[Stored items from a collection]
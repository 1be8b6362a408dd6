//! Evaluation report returned for every password.

/// Outcome of one password evaluation.
///
/// Test indices are tier-qualified: required tests occupy `0..R`, optional
/// tests `R..R+O`, where `R` and `O` are the sizes of the two tiers.
#[derive(Debug, Clone, PartialEq, Eq)]
#[cfg_attr(feature = "serde", derive(serde::Serialize))]
#[cfg_attr(feature = "serde", serde(rename_all = "camelCase"))]
pub struct TestResult {
    /// Every failure message, required tier first.
    pub errors: Vec<String>,
    pub failed_tests: Vec<usize>,
    pub passed_tests: Vec<usize>,
    pub required_test_errors: Vec<String>,
    pub optional_test_errors: Vec<String>,
    pub is_passphrase: bool,
    pub strong: bool,
    pub optional_tests_passed: usize,
}

impl TestResult {
    /// Empty report. `strong` starts out true and is cleared by failures.
    pub fn new() -> Self {
        Self {
            errors: Vec::new(),
            failed_tests: Vec::new(),
            passed_tests: Vec::new(),
            required_test_errors: Vec::new(),
            optional_test_errors: Vec::new(),
            is_passphrase: false,
            strong: true,
            optional_tests_passed: 0,
        }
    }

    pub fn is_strong(&self) -> bool {
        self.strong
    }

    pub(crate) fn record_required(&mut self, index: usize, message: Option<String>) {
        match message {
            Some(message) => {
                self.strong = false;
                self.errors.push(message.clone());
                self.required_test_errors.push(message);
                self.failed_tests.push(index);
            }
            None => self.passed_tests.push(index),
        }
    }

    pub(crate) fn record_optional(&mut self, index: usize, message: Option<String>) {
        match message {
            Some(message) => {
                self.errors.push(message.clone());
                self.optional_test_errors.push(message);
                self.failed_tests.push(index);
            }
            None => {
                self.optional_tests_passed += 1;
                self.passed_tests.push(index);
            }
        }
    }
}

impl Default for TestResult {
    fn default() -> Self {
        Self::new()
    }
}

* What you should do
What is the number of lines in the records that contain "index"? Give that number only.

* Answer to the exercise
6